Available protein structures:
- PDB: IPR000253 PF00498 (ECOD; PDBsum)
- AlphaFold: IPR000253; PF00498;

= Forkhead-associated domain =

In molecular biology, the forkhead-associated domain (FHA domain) is a phosphopeptide recognition domain found in many regulatory proteins. It displays specificity for phosphothreonine-containing epitopes but will also recognise phosphotyrosine with relatively high affinity. It spans approximately 80-100 amino acid residues folded into an 11-stranded beta sandwich, which sometimes contains small helical insertions between the loops connecting the strands.

To date, genes encoding FHA-containing proteins have been identified in bacterial, eukaryotic and archaeal genomes.
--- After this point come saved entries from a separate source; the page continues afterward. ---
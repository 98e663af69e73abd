pub mod assemble;
pub mod constraints;
pub mod engine;
pub mod propagate;
pub mod resolver;

pub use constraints::{ConstraintGraph, ConstraintKind};
pub use engine::{AnalysisOptions, Engine};
use rkyv::{Archive, Deserialize, Serialize};

#[cfg(feature = "serde")]
use serde::{Deserialize as SerdeDeserialize, Serialize as SerdeSerialize};

macro_rules! define_id {
    ($name:ident, $doc:expr) => {
        #[doc = $doc]
        #[derive(Debug, Clone, Copy, PartialEq, Eq, Hash, PartialOrd, Ord, Archive, Serialize, Deserialize)]
        #[cfg_attr(feature = "serde", derive(SerdeDeserialize, SerdeSerialize))]
        #[archive(check_bytes)]
        #[repr(transparent)] // Ensure it has the same layout as u32
        pub struct $name(pub u32);

        impl $name {
            pub const fn new(id: u32) -> Self {
                Self(id)
            }
        }

        impl From<u32> for $name {
            fn from(id: u32) -> Self {
                Self(id)
            }
        }

        impl From<$name> for u32 {
            fn from(id: $name) -> u32 {
                id.0
            }
        }
    };
}

define_id!(LemmaId, "Unique identifier for a Lemma (dictionary headword).");
define_id!(ParadigmId, "Unique identifier for an inflectional paradigm.");
define_id!(EntityId, "Dense per-sentence index of an analysis entity. A lookup key into the sentence arena, never an ownership relation.");
define_id!(SentenceId, "Unique identifier for a processed sentence.");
The domain is present in a diverse range of proteins, such as kinases, phosphatases, kinesins, transcription factors, RNA-binding proteins, and metabolic enzymes which partake in many different cellular processes - DNA repair, signal transduction, vesicular transport, and protein degradation are just a few examples.

==DNA repair==
The forkhead associated (FHA) domain of polynucleotide kinase phosphatase (PNKP) is necessary for the recruitment of PNKP to damage sites in DNA. PNKP is active in the repair of DNA damage by the processes of base excision repair, single-strand break repair, and non-homologous end joining in the case of double strand breaks. In these activities, PNKP acts both as a kinase and a phosphatase in the ligation of DNA ends. The kinase domain phosphorylates 5' hydroxyl ends, and the phosphatase domain removes phosphates from 3' ends. These activities, acting together, prepare single-strand breaks with damaged termini for ligation.